Collected data:
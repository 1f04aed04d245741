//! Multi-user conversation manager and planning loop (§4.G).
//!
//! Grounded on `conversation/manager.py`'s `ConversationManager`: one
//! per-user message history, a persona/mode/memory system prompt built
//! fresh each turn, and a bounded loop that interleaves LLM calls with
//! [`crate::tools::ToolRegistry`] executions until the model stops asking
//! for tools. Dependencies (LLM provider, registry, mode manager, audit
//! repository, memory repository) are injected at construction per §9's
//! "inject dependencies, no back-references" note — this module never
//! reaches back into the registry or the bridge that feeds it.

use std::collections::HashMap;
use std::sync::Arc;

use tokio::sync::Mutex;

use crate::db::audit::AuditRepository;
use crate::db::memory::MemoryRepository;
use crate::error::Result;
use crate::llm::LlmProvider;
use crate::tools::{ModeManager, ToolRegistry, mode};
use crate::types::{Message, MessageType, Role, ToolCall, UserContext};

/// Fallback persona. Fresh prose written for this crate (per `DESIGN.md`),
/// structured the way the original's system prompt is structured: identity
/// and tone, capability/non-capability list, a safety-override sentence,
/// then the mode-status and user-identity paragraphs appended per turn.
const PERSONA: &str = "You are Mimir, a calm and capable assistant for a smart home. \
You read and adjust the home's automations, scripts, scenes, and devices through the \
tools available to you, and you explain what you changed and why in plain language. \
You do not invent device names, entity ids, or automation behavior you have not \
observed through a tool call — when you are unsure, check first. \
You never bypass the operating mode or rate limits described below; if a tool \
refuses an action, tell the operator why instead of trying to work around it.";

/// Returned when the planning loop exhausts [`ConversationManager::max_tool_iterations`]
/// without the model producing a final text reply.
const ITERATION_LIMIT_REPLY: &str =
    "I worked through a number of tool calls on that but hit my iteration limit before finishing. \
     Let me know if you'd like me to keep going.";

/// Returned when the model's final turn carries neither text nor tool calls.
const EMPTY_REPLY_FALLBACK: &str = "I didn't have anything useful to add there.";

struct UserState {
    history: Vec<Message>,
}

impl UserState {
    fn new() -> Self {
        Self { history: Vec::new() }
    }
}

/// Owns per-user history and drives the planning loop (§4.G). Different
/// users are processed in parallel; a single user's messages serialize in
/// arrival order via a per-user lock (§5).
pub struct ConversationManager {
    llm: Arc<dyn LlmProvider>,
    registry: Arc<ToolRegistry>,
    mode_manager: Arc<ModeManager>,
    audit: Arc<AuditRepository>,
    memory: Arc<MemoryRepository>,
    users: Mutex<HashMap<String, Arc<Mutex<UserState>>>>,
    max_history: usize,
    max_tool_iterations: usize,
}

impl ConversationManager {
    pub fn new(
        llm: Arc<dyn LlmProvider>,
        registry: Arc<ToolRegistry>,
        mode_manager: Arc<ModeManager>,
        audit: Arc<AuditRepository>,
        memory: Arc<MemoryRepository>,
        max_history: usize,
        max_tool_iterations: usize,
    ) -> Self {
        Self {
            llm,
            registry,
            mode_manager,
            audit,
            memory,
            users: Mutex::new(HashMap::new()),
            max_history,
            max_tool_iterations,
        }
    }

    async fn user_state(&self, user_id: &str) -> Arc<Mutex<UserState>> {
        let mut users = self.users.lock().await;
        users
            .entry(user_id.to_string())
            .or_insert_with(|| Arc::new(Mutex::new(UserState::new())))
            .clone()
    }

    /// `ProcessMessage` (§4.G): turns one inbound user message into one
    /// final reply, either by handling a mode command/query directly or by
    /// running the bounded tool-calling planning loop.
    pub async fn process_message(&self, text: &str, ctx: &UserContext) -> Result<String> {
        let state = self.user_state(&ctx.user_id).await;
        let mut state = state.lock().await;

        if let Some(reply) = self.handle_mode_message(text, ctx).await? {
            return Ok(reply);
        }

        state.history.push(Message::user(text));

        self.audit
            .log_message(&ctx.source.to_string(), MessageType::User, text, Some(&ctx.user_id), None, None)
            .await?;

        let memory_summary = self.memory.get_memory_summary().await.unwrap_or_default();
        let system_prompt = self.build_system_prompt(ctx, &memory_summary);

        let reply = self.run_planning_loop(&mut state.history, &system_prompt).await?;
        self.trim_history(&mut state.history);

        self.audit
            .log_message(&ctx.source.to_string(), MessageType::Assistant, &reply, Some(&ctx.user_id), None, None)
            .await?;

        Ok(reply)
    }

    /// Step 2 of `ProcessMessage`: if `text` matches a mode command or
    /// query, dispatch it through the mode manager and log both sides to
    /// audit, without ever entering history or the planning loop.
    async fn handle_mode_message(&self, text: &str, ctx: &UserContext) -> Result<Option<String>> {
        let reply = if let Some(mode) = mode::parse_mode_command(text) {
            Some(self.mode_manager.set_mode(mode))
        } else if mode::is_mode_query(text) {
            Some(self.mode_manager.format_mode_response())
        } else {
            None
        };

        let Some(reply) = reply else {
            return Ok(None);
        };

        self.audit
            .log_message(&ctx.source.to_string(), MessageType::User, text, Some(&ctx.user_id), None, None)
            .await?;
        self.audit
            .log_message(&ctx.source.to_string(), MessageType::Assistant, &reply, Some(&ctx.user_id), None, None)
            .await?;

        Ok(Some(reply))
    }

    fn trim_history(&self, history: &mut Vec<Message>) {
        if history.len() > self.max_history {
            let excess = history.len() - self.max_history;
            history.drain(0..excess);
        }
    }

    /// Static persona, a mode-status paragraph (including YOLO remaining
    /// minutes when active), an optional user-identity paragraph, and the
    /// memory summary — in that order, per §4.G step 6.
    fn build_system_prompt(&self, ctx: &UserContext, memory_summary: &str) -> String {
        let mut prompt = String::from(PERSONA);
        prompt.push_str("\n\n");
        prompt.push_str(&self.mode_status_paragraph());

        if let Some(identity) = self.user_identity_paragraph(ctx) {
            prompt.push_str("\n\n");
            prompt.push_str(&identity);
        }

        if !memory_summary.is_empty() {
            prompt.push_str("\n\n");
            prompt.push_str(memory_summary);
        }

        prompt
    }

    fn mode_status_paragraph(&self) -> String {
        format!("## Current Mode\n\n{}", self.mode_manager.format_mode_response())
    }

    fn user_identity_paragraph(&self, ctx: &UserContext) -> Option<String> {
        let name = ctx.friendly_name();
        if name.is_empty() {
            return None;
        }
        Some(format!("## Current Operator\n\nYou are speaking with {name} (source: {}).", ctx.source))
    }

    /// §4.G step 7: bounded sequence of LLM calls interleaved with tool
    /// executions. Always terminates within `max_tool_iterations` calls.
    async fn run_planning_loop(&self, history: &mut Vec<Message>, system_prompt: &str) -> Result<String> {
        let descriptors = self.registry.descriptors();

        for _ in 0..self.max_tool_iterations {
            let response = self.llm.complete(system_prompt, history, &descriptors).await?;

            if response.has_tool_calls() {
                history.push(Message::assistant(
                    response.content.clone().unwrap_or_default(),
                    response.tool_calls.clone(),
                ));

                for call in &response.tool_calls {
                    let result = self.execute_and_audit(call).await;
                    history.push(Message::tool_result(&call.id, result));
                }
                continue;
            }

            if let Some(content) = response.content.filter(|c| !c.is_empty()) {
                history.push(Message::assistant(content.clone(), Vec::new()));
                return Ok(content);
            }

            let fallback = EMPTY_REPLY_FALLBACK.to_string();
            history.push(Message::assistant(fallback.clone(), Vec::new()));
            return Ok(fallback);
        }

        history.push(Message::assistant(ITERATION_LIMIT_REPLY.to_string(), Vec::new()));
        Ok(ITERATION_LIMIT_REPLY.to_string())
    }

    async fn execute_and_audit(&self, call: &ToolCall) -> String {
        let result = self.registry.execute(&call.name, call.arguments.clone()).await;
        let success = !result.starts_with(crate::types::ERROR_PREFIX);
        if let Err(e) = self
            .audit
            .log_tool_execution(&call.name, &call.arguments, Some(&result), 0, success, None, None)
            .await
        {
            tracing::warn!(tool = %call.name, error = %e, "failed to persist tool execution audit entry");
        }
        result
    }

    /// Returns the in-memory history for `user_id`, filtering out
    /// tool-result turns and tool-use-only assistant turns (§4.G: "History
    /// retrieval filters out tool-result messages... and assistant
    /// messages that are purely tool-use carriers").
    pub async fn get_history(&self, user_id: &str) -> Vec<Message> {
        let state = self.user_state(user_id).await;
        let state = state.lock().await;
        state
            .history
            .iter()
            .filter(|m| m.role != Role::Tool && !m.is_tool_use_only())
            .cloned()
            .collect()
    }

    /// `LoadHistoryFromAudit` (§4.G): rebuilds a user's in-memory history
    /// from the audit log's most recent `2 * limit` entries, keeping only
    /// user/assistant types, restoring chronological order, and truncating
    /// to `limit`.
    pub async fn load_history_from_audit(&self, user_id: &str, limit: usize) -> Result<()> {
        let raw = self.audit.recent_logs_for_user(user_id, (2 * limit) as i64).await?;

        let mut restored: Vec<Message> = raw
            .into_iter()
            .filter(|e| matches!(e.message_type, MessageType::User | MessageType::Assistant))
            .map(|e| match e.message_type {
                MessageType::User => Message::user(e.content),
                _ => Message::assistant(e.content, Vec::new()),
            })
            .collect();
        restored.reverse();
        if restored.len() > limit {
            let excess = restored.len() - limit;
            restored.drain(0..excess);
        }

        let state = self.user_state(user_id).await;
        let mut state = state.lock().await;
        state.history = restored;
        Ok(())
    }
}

EXERCISE: Among the entries above, the line containing "and tone, capability/non-capability", the line containing "when the planning", and all lines between them are to be restated word for word; nothing else belongs in the reply.

EXERCISE ANSWER:
/// and tone, capability/non-capability list, a safety-override sentence,
/// then the mode-status and user-identity paragraphs appended per turn.
const PERSONA: &str = "You are Mimir, a calm and capable assistant for a smart home. \
You read and adjust the home's automations, scripts, scenes, and devices through the \
tools available to you, and you explain what you changed and why in plain language. \
You do not invent device names, entity ids, or automation behavior you have not \
observed through a tool call — when you are unsure, check first. \
You never bypass the operating mode or rate limits described below; if a tool \
refuses an action, tell the operator why instead of trying to work around it.";

/// Returned when the planning loop exhausts [`ConversationManager::max_tool_iterations`]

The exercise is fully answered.